- Release: July 12, 2018; 8 years ago
- Platform: Android, iOS, Web app
- Type: Live streaming software, webinar software
- License: Freeware
- Website: streamyard.com

= StreamYard =

Live streaming and webinar software

StreamYard (officially StreamYard, Inc.) is a live streaming and webinar software developed by Geige Vandentop and Dan Briggs and based in Tualatin, Oregon. In 2018, the software was released for use on the web.

The software expanded into an application available for download in the Apple App Store. On January 7, 2021, software company Hopin acquired StreamYard for $250 million. On April 9, 2024, technology company Bending Spoons confirmed it has agreed to acquire StreamYard Top Corp (also known as Hopin), which owns and operates the products StreamYard, Streamable, and Superwave.

==Background==
StreamYard is used by artists, live-streamers and webinar hosts from around the world to broadcast video online.

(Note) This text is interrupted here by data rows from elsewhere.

//! Encrypted frame codec
//!
//! ## Cleartext Layout
//!
//! - Sequence: 4 bytes (u32, big-endian)
//! - Ack sequence: 4 bytes (u32, big-endian)
//! - Code: 2 bytes (u16, big-endian)
//! - Payload length: 2 bytes (u16, big-endian)
//! - Payload
//! - CRC16/MODBUS of everything above: 2 bytes (u16, big-endian)
//! - Zero padding to a 16-byte multiple
//!
//! ## Wire Layout
//!
//! `security_flag:u8 ‖ iv:16 ‖ AES-128-CBC(key[security_flag], iv, cleartext)`

use crate::crypto::{self, BLOCK_SIZE, KEY_SIZE};
use crate::{ProtocolError, Result};

// ----------------------------------------------------------------------------
// Constants
// ----------------------------------------------------------------------------

/// Bytes of sequence, ack sequence, code and payload length
pub const FRAME_HEADER_LEN: usize = 12;

/// Trailing CRC16 bytes
pub const FRAME_CRC_LEN: usize = 2;

/// Security flag byte plus IV
pub const ENVELOPE_HEADER_LEN: usize = 1 + BLOCK_SIZE;

// ----------------------------------------------------------------------------
// Frame
// ----------------------------------------------------------------------------

/// One decrypted protocol message
#[derive(Debug, Clone, PartialEq, Eq)]
pub struct Frame {
    /// Sender's sequence number
    pub sequence: u32,
    /// Sequence number being acknowledged, 0 if none
    pub ack_sequence: u32,
    /// Message code
    pub code: u16,
    /// Message body
    pub payload: Vec<u8>,
}

impl Frame {
    /// Create a new frame
    pub fn new(sequence: u32, ack_sequence: u32, code: u16, payload: Vec<u8>) -> Self {
        Self {
            sequence,
            ack_sequence,
            code,
            payload,
        }
    }

    /// Header, payload and CRC, zero-padded to the AES block size
    pub fn to_cleartext(&self) -> Result<Vec<u8>> {
        let payload_len = u16::try_from(self.payload.len()).map_err(|_| {
            ProtocolError::MessageTooLarge {
                size: self.payload.len(),
                max_size: u16::MAX as usize,
            }
        })?;

        let mut bytes = Vec::with_capacity(FRAME_HEADER_LEN + self.payload.len() + FRAME_CRC_LEN);
        bytes.extend_from_slice(&self.sequence.to_be_bytes());
        bytes.extend_from_slice(&self.ack_sequence.to_be_bytes());
        bytes.extend_from_slice(&self.code.to_be_bytes());
        bytes.extend_from_slice(&payload_len.to_be_bytes());
        bytes.extend_from_slice(&self.payload);
        let crc = crypto::crc16_modbus(&bytes);
        bytes.extend_from_slice(&crc.to_be_bytes());

        Ok(crypto::pad_to_multiple(&bytes, BLOCK_SIZE))
    }

    /// Parse decrypted bytes and verify the CRC; trailing padding is ignored
    pub fn from_cleartext(bytes: &[u8]) -> Result<Self> {
        if bytes.len() < FRAME_HEADER_LEN + FRAME_CRC_LEN {
            return Err(ProtocolError::malformed(format!(
                "cleartext too short: {} bytes",
                bytes.len()
            )));
        }

        let sequence = u32::from_be_bytes([bytes[0], bytes[1], bytes[2], bytes[3]]);
        let ack_sequence = u32::from_be_bytes([bytes[4], bytes[5], bytes[6], bytes[7]]);
        let code = u16::from_be_bytes([bytes[8], bytes[9]]);
        let payload_len = usize::from(u16::from_be_bytes([bytes[10], bytes[11]]));

        let crc_offset = FRAME_HEADER_LEN + payload_len;
        if bytes.len() < crc_offset + FRAME_CRC_LEN {
            return Err(ProtocolError::malformed(format!(
                "declared payload of {} bytes exceeds {} byte frame",
                payload_len,
                bytes.len()
            )));
        }

        let received = u16::from_be_bytes([bytes[crc_offset], bytes[crc_offset + 1]]);
        let computed = crypto::crc16_modbus(&bytes[..crc_offset]);
        if received != computed {
            return Err(ProtocolError::ChecksumMismatch { received, computed });
        }

        Ok(Self {
            sequence,
            ack_sequence,
            code,
            payload: bytes[FRAME_HEADER_LEN..crc_offset].to_vec(),
        })
    }

    /// Encrypt under `key` with a fresh random IV
    pub fn seal(&self, security_flag: u8, key: &[u8; KEY_SIZE]) -> Result<Vec<u8>> {
        self.seal_with_iv(security_flag, key, &crypto::random_iv())
    }

    /// Encrypt under `key` with a caller-chosen IV
    pub fn seal_with_iv(
        &self,
        security_flag: u8,
        key: &[u8; KEY_SIZE],
        iv: &[u8; BLOCK_SIZE],
    ) -> Result<Vec<u8>> {
        let ciphertext = crypto::aes_cbc_encrypt(key, iv, &self.to_cleartext()?)?;

        let mut wire = Vec::with_capacity(ENVELOPE_HEADER_LEN + ciphertext.len());
        wire.push(security_flag);
        wire.extend_from_slice(iv);
        wire.extend_from_slice(&ciphertext);
        Ok(wire)
    }
}

// ----------------------------------------------------------------------------
// Envelope
// ----------------------------------------------------------------------------

/// Security flag, IV and ciphertext of a received message
#[derive(Debug, Clone, Copy)]
pub struct Envelope<'a> {
    pub security_flag: u8,
    pub iv: [u8; BLOCK_SIZE],
    pub ciphertext: &'a [u8],
}

impl<'a> Envelope<'a> {
    /// Split wire bytes into their envelope fields
    pub fn parse(wire: &'a [u8]) -> Result<Self> {
        if wire.len() <= ENVELOPE_HEADER_LEN {
            return Err(ProtocolError::malformed(format!(
                "message too short: {} bytes",
                wire.len()
            )));
        }

        let mut iv = [0u8; BLOCK_SIZE];
        iv.copy_from_slice(&wire[1..ENVELOPE_HEADER_LEN]);

        Ok(Self {
            security_flag: wire[0],
            iv,
            ciphertext: &wire[ENVELOPE_HEADER_LEN..],
        })
    }

    /// Decrypt with `key` and parse the frame inside
    pub fn open(&self, key: &[u8; KEY_SIZE]) -> Result<Frame> {
        let cleartext = crypto::aes_cbc_decrypt(key, &self.iv, self.ciphertext)?;
        Frame::from_cleartext(&cleartext)
    }
}

// ----------------------------------------------------------------------------
// Tests
// ----------------------------------------------------------------------------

It is also a common way for online live-stream hosts to bring guests on their broadcast.

The format of StreamYard is similar to that of its discontinued counterpart, Google Hangouts, which was replaced by Google Chat in 2019. The host of the broadcast utilizes a shareable link to invite friends or guests to be part of the broadcast or meeting.

=== Supported platforms ===
Web browsers such as Google Chrome, Opera, and Firefox support StreamYard.